Clergy in the Trenches of an Unforgiving War

April 7, 2020

Rev. David Fleenor stood in the New York City morgue, looking at the body of someone's mother. As a chaplain for Mount Sinai Hospital, death was always a part of his job. But not like this. Not for so many. Holding a telephone to his ear, he tried to soothe the son, telling his mom all the things the young man wished he could say in person. "I'm sorry I can't be there. I love you." But even now, as the images of heartbreak pile up in his mind, he calls it a privilege to be the hurting city's proxy.

Like doctors and nurses, Rev. Fleenor has been on the front lines of the virus for weeks. In normal times, he says, "One of the big challenges in chaplaincy under non-pandemic circumstances is how do we get to the neediest patients first?" Now, with the crisis claiming thousands of lives a day, there's "no hospital in America that has enough chaplains." Which is why, he insists, every one of them is essential.

Rabbi Kara Tav understands all too well. Her Facebook feed has been full of the suffering she's seen as the manager of spiritual care services at another hospital in New York City. She struggles to keep it together most days, saying the virus has made her job a living hell. "Normally my job is to listen, to comfort, to pray for healing. Now my job is to pray for a swift and merciful death for most of my patients. I hold weeping, sweaty-faced nurses through gloves and masks, to whom I promise their work is meaningful and changing lives. I promise them that it's okay to feel bone-tired, that everyone's living with nightmares that they're going to get sick. I have spent this morning making condolence calls (30 deaths over the weekend. We normally have five)."

Rabbi Tav and Rev. Fleenor have been lucky. They both work at hospitals that consider their positions "critical." Until last week, not all of them could. Despite the fact that hundreds of chaplains have been calling into hospitals and volunteering their services, a lot of health care facilities were still confused about who could and couldn't be walking the hallways during the crisis.

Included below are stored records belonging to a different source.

use serde_json::Value;
use sha2::{Digest, Sha256};

use crate::domain::value_objects::Fingerprint;

/// Compute a SHA-256 fingerprint of a JSON document.
///
/// Algorithm:
/// 1. The document is rewritten with every object's keys sorted, so the
///    insertion order kept by the parser does not leak into the hash.
/// 2. The canonical document is serialised to compact JSON and hashed.
pub fn fingerprint(doc: &Value) -> Fingerprint {
    let canonical = canonicalize(doc);
    let content = serde_json::to_string(&canonical).unwrap_or_default();
    let hash = Sha256::digest(content.as_bytes());
    Fingerprint(format!("{:x}", hash))
}

fn canonicalize(v: &Value) -> Value {
    match v {
        Value::Object(map) => {
            let mut entries: Vec<_> = map.iter().collect();
            entries.sort_by_key(|(k, _)| *k);
            Value::Object(
                entries
                    .into_iter()
                    .map(|(k, v)| (k.clone(), canonicalize(v)))
                    .collect(),
            )
        }
        Value::Array(arr) => Value::Array(arr.iter().map(canonicalize).collect()),
        _ => v.clone(),
    }
}

#[cfg(test)]
mod tests {
    use super::*;
    use serde_json::json;

    #[test]
    fn same_document_same_fingerprint() {
        let doc = json!({"a": 1, "b": [1, 2]});
        assert_eq!(fingerprint(&doc), fingerprint(&doc));
    }

    #[test]
    fn different_documents_differ() {
        assert_ne!(fingerprint(&json!({"a": 1})), fingerprint(&json!({"a": 2})));
    }

    #[test]
    fn key_order_independent() {
        let a = json!({"a": 1, "b": {"x": 1, "y": 2}});
        let b = json!({"b": {"y": 2, "x": 1}, "a": 1});
        assert_eq!(fingerprint(&a), fingerprint(&b));
    }

    #[test]
    fn array_order_matters() {
        assert_ne!(fingerprint(&json!([1, 2])), fingerprint(&json!([2, 1])));
    }
}
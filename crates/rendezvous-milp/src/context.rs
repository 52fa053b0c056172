use rendezvous_core::{DistanceTable, Problem};
use std::ops::Range;

/// Read-only view of a scanned problem used while building the model.
pub struct ModelContext<'a> {
    pub problem: &'a Problem,

    // Flattened matrix, nodes laid out people first
    pub distances: DistanceTable,

    pub n_people: usize,
    pub n_destinations: usize,
    pub n_nodes: usize,
}

impl<'a> ModelContext<'a> {
    pub fn new(problem: &'a Problem) -> Self {
        let n_people = problem.people.len();
        let n_destinations = problem.destinations.len();

        ModelContext {
            problem,
            distances: DistanceTable::from_problem(problem),
            n_people,
            n_destinations,
            n_nodes: n_people + n_destinations,
        }
    }

    /// Node indices of the people.
    pub fn people(&self) -> Range<usize> {
        0..self.n_people
    }

    /// Node indices of the destinations.
    pub fn destination_nodes(&self) -> Range<usize> {
        self.n_people..self.n_nodes
    }

    pub fn all_nodes(&self) -> Range<usize> {
        0..self.n_nodes
    }

    /// Mean person-to-destination distance over every pair.
    pub fn mean_person_to_destination(&self) -> f64 {
        let pairs = self.n_people * self.n_destinations;
        if pairs == 0 {
            return 0.0;
        }
        let total: f64 = self
            .people()
            .flat_map(|i| self.destination_nodes().map(move |j| (i, j)))
            .map(|(i, j)| self.distances.get(i, j))
            .sum();
        total / pairs as f64
    }
}
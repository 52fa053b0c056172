use crate::oracle::OracleStatus;
use serde::Serialize;

/// One person's next hop.
#[derive(Clone, Debug, PartialEq, Serialize)]
pub struct Route {
    pub person: String,
    /// Name of the person picked up next, or of the destination.
    pub going_to: String,
    pub use_car: bool,
}

#[derive(Clone, Copy, Debug, Default, PartialEq, Serialize)]
pub struct Scores {
    pub total_distance: f64,
    pub fun_score: f64,
    pub interval_score: f64,
    pub distance_score: f64,
    pub objective: f64,
}

#[derive(Clone, Copy, Debug, Default, PartialEq, Serialize)]
pub struct Timings {
    pub build_secs: f64,
    pub solve_secs: f64,
}

/// The optimized outcome of one planning run.
#[derive(Clone, Debug, PartialEq, Serialize)]
pub struct Plan {
    pub destination: String,
    pub activity_start: Option<String>,
    pub activity_end: Option<String>,
    pub routes: Vec<Route>,
    pub scores: Scores,
    pub status: OracleStatus,
    pub timings: Timings,
}

impl Plan {
    pub fn route(&self, person: &str) -> Option<&Route> {
        self.routes.iter().find(|route| route.person == person)
    }

    pub fn drivers(&self) -> impl Iterator<Item = &str> {
        self.routes
            .iter()
            .filter(|route| route.use_car)
            .map(|route| route.person.as_str())
    }

    pub fn to_json(&self) -> serde_json::Result<String> {
        serde_json::to_string_pretty(self)
    }
}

It's an issue FRC took up privately with the Trump administration, first with the Department of Homeland Security -- and later with Vice President Mike Pence. If we take clergy into battle, I urged, then we should be taking them into this one. More than ever, America needs its spiritual leaders. In situations as dire as this, we need clergy to be treated like first responders -- moving and ministering on the front lines. The vice president promised to look into it, and we're happy to announce -- he did. Last week, FRC was grateful to see that DHS's definitive list of personnel for federal agencies now includes "clergy for essential support."

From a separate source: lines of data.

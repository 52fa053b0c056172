//! Solver-neutral integer program: variables, linear constraints, objective.
//!
//! The builder writes into a [`LinearProgram`]; an oracle translates it into
//! whatever its backend needs. Keeping the model as plain data lets it cross
//! thread boundaries and lets tests inspect or evaluate it without solving.

use serde::Serialize;
use std::iter::Sum;
use std::ops::{Add, Mul, Neg, Sub};

#[derive(Clone, Copy, Debug, PartialEq, Eq, Hash, PartialOrd, Ord, Serialize)]
pub struct VarId(usize);

impl VarId {
    pub fn index(self) -> usize {
        self.0
    }
}

#[derive(Clone, Copy, Debug, PartialEq)]
pub enum Domain {
    Binary,
    Integer { min: f64, max: f64 },
    Continuous { min: f64, max: f64 },
}

impl Domain {
    pub fn non_negative_integer() -> Self {
        Domain::Integer {
            min: 0.0,
            max: f64::INFINITY,
        }
    }

    pub fn non_negative() -> Self {
        Domain::Continuous {
            min: 0.0,
            max: f64::INFINITY,
        }
    }

    pub fn free() -> Self {
        Domain::Continuous {
            min: f64::NEG_INFINITY,
            max: f64::INFINITY,
        }
    }

    pub fn bounds(&self) -> (f64, f64) {
        match *self {
            Domain::Binary => (0.0, 1.0),
            Domain::Integer { min, max } | Domain::Continuous { min, max } => (min, max),
        }
    }

    pub fn is_integral(&self) -> bool {
        !matches!(self, Domain::Continuous { .. })
    }
}

#[derive(Clone, Debug)]
pub struct Variable {
    pub name: String,
    pub domain: Domain,
}

/// `Σ coef·var + constant`.
#[derive(Clone, Debug, Default)]
pub struct LinearExpr {
    terms: Vec<(VarId, f64)>,
    constant: f64,
}

impl LinearExpr {
    pub fn new() -> Self {
        Self::default()
    }

    pub fn constant(value: f64) -> Self {
        Self {
            terms: Vec::new(),
            constant: value,
        }
    }

    pub fn add_term(&mut self, var: VarId, coef: f64) {
        self.terms.push((var, coef));
    }

    pub fn terms(&self) -> &[(VarId, f64)] {
        &self.terms
    }

    pub fn evaluate(&self, values: &[f64]) -> f64 {
        self.terms
            .iter()
            .map(|&(var, coef)| coef * values[var.index()])
            .sum::<f64>()
            + self.constant
    }

    pub fn leq(self, rhs: impl Into<LinearExpr>) -> LinearConstraint {
        LinearConstraint::new(self, Comparison::LessEq, rhs.into())
    }

    pub fn geq(self, rhs: impl Into<LinearExpr>) -> LinearConstraint {
        LinearConstraint::new(self, Comparison::GreaterEq, rhs.into())
    }

    pub fn equals(self, rhs: impl Into<LinearExpr>) -> LinearConstraint {
        LinearConstraint::new(self, Comparison::Equal, rhs.into())
    }
}

impl From<VarId> for LinearExpr {
    fn from(var: VarId) -> Self {
        Self {
            terms: vec![(var, 1.0)],
            constant: 0.0,
        }
    }
}

impl From<f64> for LinearExpr {
    fn from(value: f64) -> Self {
        Self::constant(value)
    }
}

impl<R: Into<LinearExpr>> Add<R> for LinearExpr {
    type Output = LinearExpr;

    fn add(mut self, rhs: R) -> LinearExpr {
        let rhs = rhs.into();
        self.terms.extend(rhs.terms);
        self.constant += rhs.constant;
        self
    }
}

impl<R: Into<LinearExpr>> Sub<R> for LinearExpr {
    type Output = LinearExpr;

    fn sub(self, rhs: R) -> LinearExpr {
        let rhs: LinearExpr = rhs.into();
        self + (-rhs)
    }
}

impl Neg for LinearExpr {
    type Output = LinearExpr;

    fn neg(self) -> LinearExpr {
        self * -1.0
    }
}

impl Mul<f64> for LinearExpr {
    type Output = LinearExpr;

    fn mul(mut self, factor: f64) -> LinearExpr {
        for (_, coef) in &mut self.terms {
            *coef *= factor;
        }
        self.constant *= factor;
        self
    }
}

impl<R: Into<LinearExpr>> Add<R> for VarId {
    type Output = LinearExpr;

    fn add(self, rhs: R) -> LinearExpr {
        LinearExpr::from(self) + rhs
    }
}

impl<R: Into<LinearExpr>> Sub<R> for VarId {
    type Output = LinearExpr;

    fn sub(self, rhs: R) -> LinearExpr {
        LinearExpr::from(self) - rhs
    }
}

impl Mul<VarId> for f64 {
    type Output = LinearExpr;

    fn mul(self, var: VarId) -> LinearExpr {
        LinearExpr {
            terms: vec![(var, self)],
            constant: 0.0,
        }
    }
}

impl Mul<LinearExpr> for f64 {
    type Output = LinearExpr;

    fn mul(self, expr: LinearExpr) -> LinearExpr {
        expr * self
    }
}

impl Sub<VarId> for f64 {
    type Output = LinearExpr;

    fn sub(self, var: VarId) -> LinearExpr {
        LinearExpr::constant(self) - var
    }
}

impl Sub<LinearExpr> for f64 {
    type Output = LinearExpr;

    fn sub(self, expr: LinearExpr) -> LinearExpr {
        LinearExpr::constant(self) - expr
    }
}

impl Sum for LinearExpr {
    fn sum<I: Iterator<Item = LinearExpr>>(iter: I) -> Self {
        iter.fold(LinearExpr::new(), |acc, expr| acc + expr)
    }
}

impl Sum<VarId> for LinearExpr {
    fn sum<I: Iterator<Item = VarId>>(iter: I) -> Self {
        iter.fold(LinearExpr::new(), |acc, var| acc + var)
    }
}

#[derive(Clone, Copy, Debug, PartialEq, Eq)]
pub enum Comparison {
    LessEq,
    GreaterEq,
    Equal,
}

/// `expr (<=|>=|=) rhs`, with every variable moved to the left and every
/// constant to the right.
#[derive(Clone, Debug)]
pub struct LinearConstraint {
    pub expr: LinearExpr,
    pub comparison: Comparison,
    pub rhs: f64,
}

impl LinearConstraint {
    pub fn new(lhs: LinearExpr, comparison: Comparison, rhs: LinearExpr) -> Self {
        let mut expr = lhs - rhs;
        let rhs = -expr.constant;
        expr.constant = 0.0;
        Self {
            expr,
            comparison,
            rhs,
        }
    }

    pub fn is_satisfied(&self, values: &[f64], tolerance: f64) -> bool {
        let lhs = self.expr.evaluate(values);
        match self.comparison {
            Comparison::LessEq => lhs <= self.rhs + tolerance,
            Comparison::GreaterEq => lhs >= self.rhs - tolerance,
            Comparison::Equal => (lhs - self.rhs).abs() <= tolerance,
        }
    }
}

#[derive(Clone, Copy, Debug, PartialEq, Eq)]
pub enum Sense {
    Maximise,
    Minimise,
}

#[derive(Clone, Debug)]
pub struct LabelledConstraint {
    /// Constraint family, e.g. `"one_outgoing_arc"`.
    pub label: &'static str,
    pub constraint: LinearConstraint,
}

#[derive(Clone, Debug)]
pub struct LinearProgram {
    variables: Vec<Variable>,
    constraints: Vec<LabelledConstraint>,
    objective: LinearExpr,
    sense: Sense,
}

impl Default for LinearProgram {
    fn default() -> Self {
        Self::new()
    }
}

impl LinearProgram {
    pub fn new() -> Self {
        Self {
            variables: Vec::new(),
            constraints: Vec::new(),
            objective: LinearExpr::new(),
            sense: Sense::Maximise,
        }
    }

    pub fn add_variable(&mut self, name: impl Into<String>, domain: Domain) -> VarId {
        self.variables.push(Variable {
            name: name.into(),
            domain,
        });
        VarId(self.variables.len() - 1)
    }

    pub fn binary(&mut self, name: impl Into<String>) -> VarId {
        self.add_variable(name, Domain::Binary)
    }

    pub fn add_constraint(&mut self, label: &'static str, constraint: LinearConstraint) {
        self.constraints.push(LabelledConstraint { label, constraint });
    }

    pub fn set_objective(&mut self, objective: impl Into<LinearExpr>, sense: Sense) {
        self.objective = objective.into();
        self.sense = sense;
    }

    pub fn variables(&self) -> &[Variable] {
        &self.variables
    }

    pub fn variable(&self, var: VarId) -> &Variable {
        &self.variables[var.index()]
    }

    pub fn constraints(&self) -> &[LabelledConstraint] {
        &self.constraints
    }

    pub fn constraints_labelled<'a>(
        &'a self,
        label: &'a str,
    ) -> impl Iterator<Item = &'a LinearConstraint> + 'a {
        self.constraints
            .iter()
            .filter(move |c| c.label == label)
            .map(|c| &c.constraint)
    }

    pub fn objective(&self) -> &LinearExpr {
        &self.objective
    }

    pub fn sense(&self) -> Sense {
        self.sense
    }

    /// Labels of every constraint the assignment violates, plus the names of
    /// variables outside their domain.
    pub fn violations(&self, values: &[f64], tolerance: f64) -> Vec<String> {
        let mut violated = Vec::new();

        for (var, value) in self.variables.iter().zip(values) {
            let (min, max) = var.domain.bounds();
            let off_grid = var.domain.is_integral() && (value - value.round()).abs() > tolerance;
            if *value < min - tolerance || *value > max + tolerance || off_grid {
                violated.push(var.name.clone());
            }
        }
        for labelled in &self.constraints {
            if !labelled.constraint.is_satisfied(values, tolerance) {
                violated.push(labelled.label.to_string());
            }
        }

        violated
    }
}

#[cfg(test)]
mod tests {
    use super::*;

    #[test]
    fn constants_move_to_the_right_hand_side() {
        let mut program = LinearProgram::new();
        let a = program.binary("a");
        let x = program.binary("x");

        // z >= a + x - 1  written with z := 0 becomes  -a - x >= -1
        let c = LinearExpr::constant(0.0).geq(a + x - 1.0);
        assert_eq!(c.rhs, -1.0);
        assert_eq!(c.expr.terms(), &[(a, -1.0), (x, -1.0)]);
        assert!(c.is_satisfied(&[1.0, 0.0], 1e-9));
        assert!(!c.is_satisfied(&[1.0, 1.0], 1e-9));
    }

    #[test]
    fn big_m_expression_evaluates() {
        let mut program = LinearProgram::new();
        let b = program.binary("b");
        let u_i = program.add_variable("u_i", Domain::non_negative_integer());
        let u_j = program.add_variable("u_j", Domain::non_negative_integer());

        let c = (200.0 * (1.0 - b) + u_j).geq(u_i + 1.0);
        assert!(c.is_satisfied(&[1.0, 3.0, 4.0], 1e-9));
        assert!(!c.is_satisfied(&[1.0, 4.0, 4.0], 1e-9));
        assert!(c.is_satisfied(&[0.0, 4.0, 4.0], 1e-9));
    }

    #[test]
    fn violations_report_labels_and_domains() {
        let mut program = LinearProgram::new();
        let x = program.binary("x");
        let y = program.binary("y");
        program.add_constraint("pick_one", (x + y).equals(1.0));

        assert!(program.violations(&[1.0, 0.0], 1e-6).is_empty());
        assert_eq!(program.violations(&[1.0, 1.0], 1e-6), vec!["pick_one"]);
        assert_eq!(program.violations(&[0.5, 0.5], 1e-6), vec!["x", "y"]);
    }
}
#![deny(clippy::all)]

//! Exact planner: scan, build, solve, interpret.

pub mod builder;
pub mod capacity;
pub mod context;
pub mod error;
pub mod interpret;
pub mod oracle;
pub mod plan;
pub mod program;
pub mod scoring;

use rendezvous_core::{PlanningInput, Problem};
use std::time::Instant;
use tracing::info;

pub use builder::{BuiltModel, ModelBuilder, ModelVars};
pub use capacity::{CapacityModel, CapacityPolicy, CapacityVars, GlobalCapacity, PerDriverCapacity};
pub use context::ModelContext;
pub use error::PlanError;
pub use interpret::{decode, interpret, Assignment};
pub use oracle::{
    oracle_for, Cancellation, MicroLp, Oracle, OracleOutcome, OracleStatus, TimeLimited,
};
pub use plan::{Plan, Route, Scores, Timings};
pub use program::LinearProgram;
pub use scoring::ScoringPolicy;

pub struct Planner {
    oracle: Box<dyn Oracle>,
}

impl Planner {
    pub fn new(oracle: Box<dyn Oracle>) -> Self {
        Self { oracle }
    }

    pub fn from_config(config: &rendezvous_core::OptimizerConfig) -> Result<Self, PlanError> {
        Ok(Self::new(oracle_for(config)?))
    }

    /// Runs one full planning pass over `problem`.
    ///
    /// The scan results stay on the destinations even when solving fails;
    /// routing fields are written only for a consistent solution.
    pub fn plan(&self, problem: &mut Problem) -> Result<Plan, PlanError> {
        let builder = ModelBuilder::from_config(&problem.optimizer)?;

        let report = problem.scan_intervals();
        info!(
            rounds = report.rounds,
            windows = report.windows_found,
            exhausted = report.exhausted,
            "interval scan finished"
        );

        let started = Instant::now();
        let model = {
            let ctx = ModelContext::new(problem);
            builder.build(&ctx)?
        };
        let build_secs = started.elapsed().as_secs_f64();

        let outcome = self.oracle.solve(&model.program, &Cancellation::default());
        info!(
            oracle = self.oracle.name(),
            status = ?outcome.status,
            elapsed = ?outcome.elapsed,
            "oracle finished"
        );

        let timings = Timings {
            build_secs,
            solve_secs: outcome.elapsed.as_secs_f64(),
        };
        interpret(problem, &model, &outcome, timings)
    }
}

/// Validates `input`, then plans it with the oracle its configuration names.
pub fn plan(input: PlanningInput) -> Result<(Problem, Plan), PlanError> {
    let mut problem = Problem::from_input(input)?;
    let plan = Planner::from_config(&problem.optimizer)?.plan(&mut problem)?;
    Ok((problem, plan))
}

/// [`plan`] for a raw JSON document.
pub fn plan_json(raw: &str) -> Result<(Problem, Plan), PlanError> {
    let mut problem = Problem::from_json(raw)?;
    let plan = Planner::from_config(&problem.optimizer)?.plan(&mut problem)?;
    Ok((problem, plan))
}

That's a game-changer -- not just for the patients and the parents and the dying, but for maxed-out hospital workers who are struggling to take care of everyone else. Deep down, every one of them needs to know: they're not alone. It's the closest thing to war many of them will ever see. "Pray for us," one nurse says as she walks by the chaplain every morning. "Pray that we make it through the day."

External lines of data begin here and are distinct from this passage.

impl Oracle for MicroLp {
    fn name(&self) -> &str {
        "microlp"
    }

    fn solve(&self, program: &LinearProgram, cancel: &Cancellation) -> OracleOutcome {
        let started = Instant::now();

        let mut vars = ProblemVariables::new();
        let handles: Vec<good_lp::Variable> = program
            .variables()
            .iter()
            .map(|var| vars.add(definition(var)))
            .collect();

        let objective = to_expression(program.objective(), &handles);
        let unsolved = match program.sense() {
            Sense::Maximise => vars.maximise(objective),
            Sense::Minimise => vars.minimise(objective),
        };

        let mut model = unsolved.using(good_lp::microlp);
        if let Some(limit) = self.time_limit {
            model = model.with_time_limit(limit.as_secs_f64());
        }
        for labelled in program.constraints() {
            let constraint = &labelled.constraint;
            let lhs = to_expression(&constraint.expr, &handles);
            model = model.with(match constraint.comparison {
                Comparison::LessEq => lhs.leq(constraint.rhs),
                Comparison::GreaterEq => lhs.geq(constraint.rhs),
                Comparison::Equal => lhs.eq(constraint.rhs),
            });
        }

        if cancel.is_cancelled() {
            return OracleOutcome::unsolved(OracleStatus::Timeout, "cancelled", started.elapsed());
        }

        match model.solve() {
            Ok(solution) => {
                let status = match solution.status() {
                    SolutionStatus::Optimal => OracleStatus::Optimal,
                    _ => OracleStatus::Feasible,
                };
                let values = handles.iter().map(|&var| solution.value(var)).collect();
                OracleOutcome::solved(status, values, started.elapsed())
            }
            Err(ResolutionError::Infeasible) => {
                OracleOutcome::unsolved(OracleStatus::Infeasible, "infeasible", started.elapsed())
            }
            // microlp reports a deadline hit before any incumbent as `Other`.
            Err(ResolutionError::Other(message))
                if self.time_limit.is_some_and(|limit| started.elapsed() >= limit) =>
            {
                OracleOutcome::unsolved(OracleStatus::Timeout, message, started.elapsed())
            }
            Err(err) => OracleOutcome::unsolved(OracleStatus::Error, err.to_string(), started.elapsed()),
        }
    }
}

fn definition(var: &Variable) -> good_lp::VariableDefinition {
    let def = variable().name(var.name.clone());
    match var.domain {
        Domain::Binary => def.binary(),
        Domain::Integer { min, max } => bounded(def.integer(), min, max),
        Domain::Continuous { min, max } => bounded(def, min, max),
    }
}

fn bounded(mut def: good_lp::VariableDefinition, min: f64, max: f64) -> good_lp::VariableDefinition {
    if min.is_finite() {
        def = def.min(min);
    }
    if max.is_finite() {
        def = def.max(max);
    }
    def
}

fn to_expression(expr: &LinearExpr, handles: &[good_lp::Variable]) -> Expression {
    let mut out = Expression::with_capacity(expr.terms().len());
    for &(var, coef) in expr.terms() {
        out.add_mul(coef, handles[var.index()]);
    }
    out
}

/// Workers a [`TimeLimited`] may leave running before it refuses new solves.
const MAX_ABANDONED: usize = 2;

/// How long a timed-out solve waits for its worker to notice the cancellation.
const CANCEL_GRACE: Duration = Duration::from_millis(100);

/// Runs the wrapped oracle on a worker thread and gives up after `limit`.
///
/// On timeout the worker's [`Cancellation`] is raised. A worker that ignores
/// it keeps running and counts against [`MAX_ABANDONED`]; once that many are
/// still alive, further solves fail immediately with [`OracleStatus::Error`].
pub struct TimeLimited<O> {
    inner: Arc<O>,
    limit: Duration,
    running: Arc<AtomicUsize>,
}

impl<O: Oracle + 'static> TimeLimited<O> {
    pub fn new(inner: O, limit: Duration) -> Self {
        Self {
            inner: Arc::new(inner),
            limit,
            running: Arc::new(AtomicUsize::new(0)),
        }
    }

    /// Workers started by this wrapper that have not returned yet.
    pub fn running(&self) -> usize {
        self.running.load(Ordering::Acquire)
    }
}

impl<O: Oracle + 'static> Oracle for TimeLimited<O> {
    fn name(&self) -> &str {
        self.inner.name()
    }

    fn solve(&self, program: &LinearProgram, cancel: &Cancellation) -> OracleOutcome {
        let started = Instant::now();
        let still_running = self.running();
        if still_running >= MAX_ABANDONED {
            warn!(still_running, oracle = self.name(), "refusing solve while abandoned workers run");
            return OracleOutcome::unsolved(
                OracleStatus::Error,
                format!("{still_running} abandoned solves are still running"),
                started.elapsed(),
            );
        }

        let (sender, receiver) = crossbeam_channel::bounded(1);
        let inner = Arc::clone(&self.inner);
        let running = Arc::clone(&self.running);
        let worker_cancel = cancel.clone();
        let program = program.clone();

        running.fetch_add(1, Ordering::AcqRel);
        let spawned = thread::Builder::new()
            .name("rendezvous-oracle".to_string())
            .spawn(move || {
                let outcome = inner.solve(&program, &worker_cancel);
                running.fetch_sub(1, Ordering::AcqRel);
                // The receiver is gone once the caller has timed out.
                let _ = sender.send(outcome);
            });
        if let Err(err) = spawned {
            self.running.fetch_sub(1, Ordering::AcqRel);
            return OracleOutcome::unsolved(OracleStatus::Error, err.to_string(), started.elapsed());
        }

        match receiver.recv_timeout(self.limit) {
            Ok(outcome) => outcome,
            Err(RecvTimeoutError::Timeout) => {
                cancel.cancel();
                let stopped = receiver.recv_timeout(CANCEL_GRACE).is_ok();
                warn!(limit = ?self.limit, oracle = self.name(), stopped, "solve cancelled at time limit");
                OracleOutcome::unsolved(OracleStatus::Timeout, "time limit reached", started.elapsed())
            }
            Err(RecvTimeoutError::Disconnected) => OracleOutcome::unsolved(
                OracleStatus::Error,
                "oracle thread exited without a result",
                started.elapsed(),
            ),
        }
    }
}

/// Extra wall-clock time granted on top of the solver's own limit.
const TRANSLATION_MARGIN: Duration = Duration::from_secs(1);

/// Picks the oracle named by the optimizer configuration.
pub fn oracle_for(config: &OptimizerConfig) -> Result<Box<dyn Oracle>, PlanError> {
    let unsupported = || PlanError::UnsupportedSolver {
        name: config.solver_name.clone(),
        backend: config.solver_backend,
    };

    if config.solver_backend == SolverBackend::Remote {
        return Err(unsupported());
    }

    match config.solver_name.to_ascii_lowercase().as_str() {
        "microlp" | "default" => {
            info!(solver = "microlp", limit = ?config.time_limit(), "oracle selected");
            // microlp stops itself at the limit; the wrapper also bounds the
            // model translation, which microlp's deadline does not cover.
            Ok(match config.time_limit() {
                Some(limit) => Box::new(TimeLimited::new(
                    MicroLp::with_time_limit(limit),
                    limit + TRANSLATION_MARGIN,
                )),
                None => Box::new(MicroLp::default()),
            })
        }
        _ => Err(unsupported()),
    }
}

"It reminds me so much of the time I spent in Desert Storm," said Chaplain Rocky Walker, a 25-year Army veteran. "I'm closer to death now than I was on the very front lines of combat. It's not natural to go racing toward someone or something that is trying to kill you. That's what health care workers are doing every day when they get out of bed and come into the hospital." Now, thanks to the Trump administration, they'll at least have someone in the foxhole with them.